Home / O fim do “tráfego garantido”? Tráfego do Google tem queda de 33% por conta de IAs
Durante muitos anos, o Google foi praticamente sinônimo de tráfego. Para boa parte das empresas, estar bem posicionado significava garantir volume consistente de visitas, seja por meio de SEO ou mídia paga.
Mas os dados mais recentes indicam uma mudança estrutural nesse modelo.
Uma análise publicada pela Press Gazette, com base em dados da Chartbeat, mostra que o tráfego de referência do Google para sites de notícias caiu 33% entre novembro de 2024 e novembro de 2025. Em alguns mercados, como os Estados Unidos, a queda foi ainda mais acentuada.
Esse movimento está diretamente ligado à incorporação de inteligência artificial na própria página de resultados do Google. Com os chamados AI Overviews e respostas geradas automaticamente, o usuário obtém a informação ali mesmo, sem necessariamente clicar em um link externo.
A pergunta que fica é: o que isso muda para quem vive de tráfego, tanto orgânico quanto pago?
Ou seja, o número de pesquisas não necessariamente diminuiu. O que mudou foi o comportamento do usuário. Ao receber respostas resumidas e contextualizadas diretamente na SERP (Search Engine Results Page, ou seja, Página de Resultados do Mecanismo de Busca), a necessidade de clicar para visitar um site específico reduz.

Ferramentas como Google Discover, feeds personalizados e assistentes baseados em IA estão alterando a forma como o conteúdo é encontrado. O modelo clássico de busca, clique e navegação está sendo substituído por experiências mais fechadas e intermediadas por plataformas, como chat GPT e Gemini.
Embora os dados citados se refiram principalmente ao tráfego orgânico, o ecossistema é interdependente. Se o comportamento de busca muda, a dinâmica de anúncios também muda. Alterações em taxa de cliques, custo por clique e jornada de conversão tendem a acompanhar essa transformação.
Não se trata apenas de pagar mais por mídia. Trata-se de entender que o caminho até a conversão está se tornando cada vez mais fragmentado.
Um ponto é muito claro: estamos vivendo um período intenso de transição e precisamos ter clareza sobre o que o momento exige.
A queda de 33% no tráfego de referência do Google não é um evento isolado. É um sinal de transição no modelo de descoberta digital.

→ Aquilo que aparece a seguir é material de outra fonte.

//! Core traits for quire abstractions.
//!
//! These traits define the interfaces that concrete implementations
//! must satisfy, enabling pluggable backends and testability.

use async_trait::async_trait;

use crate::error::Result;
use crate::models::*;

// =============================================================================
// RECORD REPOSITORY TRAITS
// =============================================================================

/// Repository for databases and their embedded column schema.
#[async_trait]
pub trait DatabaseRepository: Send + Sync {
    /// Create a database with the default column schema.
    async fn create(&self, req: CreateDatabaseRequest) -> Result<Database>;

    /// Fetch a database by id.
    async fn get(&self, id: &str) -> Result<Option<Database>>;

    /// List all databases in storage order.
    async fn list(&self) -> Result<Vec<Database>>;

    /// Coalesce-merge update.
    async fn update(&self, id: &str, req: UpdateDatabaseRequest) -> Result<Database>;

    /// Delete a database and every page it owns.
    async fn delete(&self, id: &str) -> Result<DeleteResult>;

    /// Append a column. Its id is a slug of the name, made unique.
    async fn add_column(&self, id: &str, req: AddColumnRequest) -> Result<Database>;

    /// Rename a column, keeping its id.
    async fn rename_column(&self, id: &str, column_id: &str, name: &str) -> Result<Database>;

    /// Remove a column. Page property values under its id are left in place.
    async fn remove_column(&self, id: &str, column_id: &str) -> Result<Database>;

    /// Import a database and its pages under fresh ids.
    async fn import(&self, payload: ImportPayload) -> Result<Database>;

    /// Export a database and all of its pages.
    async fn export(&self, id: &str) -> Result<ExportBundle>;
}

/// Repository for pages.
#[async_trait]
pub trait PageRepository: Send + Sync {
    async fn create(&self, req: CreatePageRequest) -> Result<Page>;

    async fn get(&self, id: &str) -> Result<Option<Page>>;

    /// List pages, optionally only those of one database. Templates included.
    async fn list(&self, database_id: Option<&str>) -> Result<Vec<Page>>;

    /// Coalesce-merge update. An empty request returns the page unchanged.
    async fn update(&self, id: &str, req: UpdatePageRequest) -> Result<Page>;

    async fn delete(&self, id: &str, strategy: DeleteStrategy) -> Result<DeleteResult>;

    /// Template pages of a database.
    async fn list_templates(&self, database_id: &str) -> Result<Vec<Page>>;

    /// Create a live page from a template.
    async fn instantiate_template(
        &self,
        template_id: &str,
        req: InstantiateTemplateRequest,
    ) -> Result<Page>;
}

/// Repository for dashboards and their widget layout.
#[async_trait]
pub trait DashboardRepository: Send + Sync {
    async fn create(&self, req: CreateDashboardRequest) -> Result<Dashboard>;

    async fn get(&self, id: &str) -> Result<Option<Dashboard>>;

    async fn list(&self) -> Result<Vec<Dashboard>>;

    async fn update(&self, id: &str, req: UpdateDashboardRequest) -> Result<Dashboard>;

    async fn delete(&self, id: &str) -> Result<DeleteResult>;

    /// Append a widget at the bottom of the layout.
    async fn add_widget(&self, id: &str, req: AddWidgetRequest) -> Result<Dashboard>;

    async fn remove_widget(&self, id: &str, widget_id: &str) -> Result<Dashboard>;

    /// Apply new geometry to existing widgets; unknown ids are ignored.
    async fn apply_layout(&self, id: &str, items: Vec<LayoutItem>) -> Result<Dashboard>;
}

// =============================================================================
// SEARCH TRAITS
// =============================================================================

/// Provider for substring search across all record kinds.
#[async_trait]
pub trait SearchProvider: Send + Sync {
    /// Search names, titles, and page content. A blank query returns
    /// empty groups.
    async fn search(&self, query: &str) -> Result<SearchResults>;
}

// =============================================================================
// INFERENCE TRAITS
// =============================================================================

/// Backend for text generation.
#[async_trait]
pub trait GenerationBackend: Send + Sync {
    /// Generate text given a prompt.
    async fn generate(&self, prompt: &str) -> Result<String>;

    /// Generate text with system context.
    async fn generate_with_system(&self, system: &str, prompt: &str) -> Result<String>;

    /// Get the model name being used.
    fn model_name(&self) -> &str;
}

Estamos entrando em uma fase em que o mecanismo de busca deixa de ser apenas um direcionador de visitas e passa a ser também um intermediador de respostas. Isso altera a dinâmica de visibilidade, influência e conversão.
Para marcas e gestores de marketing, o desafio não é abandonar o Google. É compreender que ele já não funciona da mesma forma.
Estratégia digital, hoje, exige menos dependência de canais (sejam eles quais forem) e mais inteligência na distribuição.
Exige dados, consistência e decisões estruturadas.
Afinal, tráfego nunca foi apenas volume.
Sempre foi sobre capacidade de transformar atenção em resultado.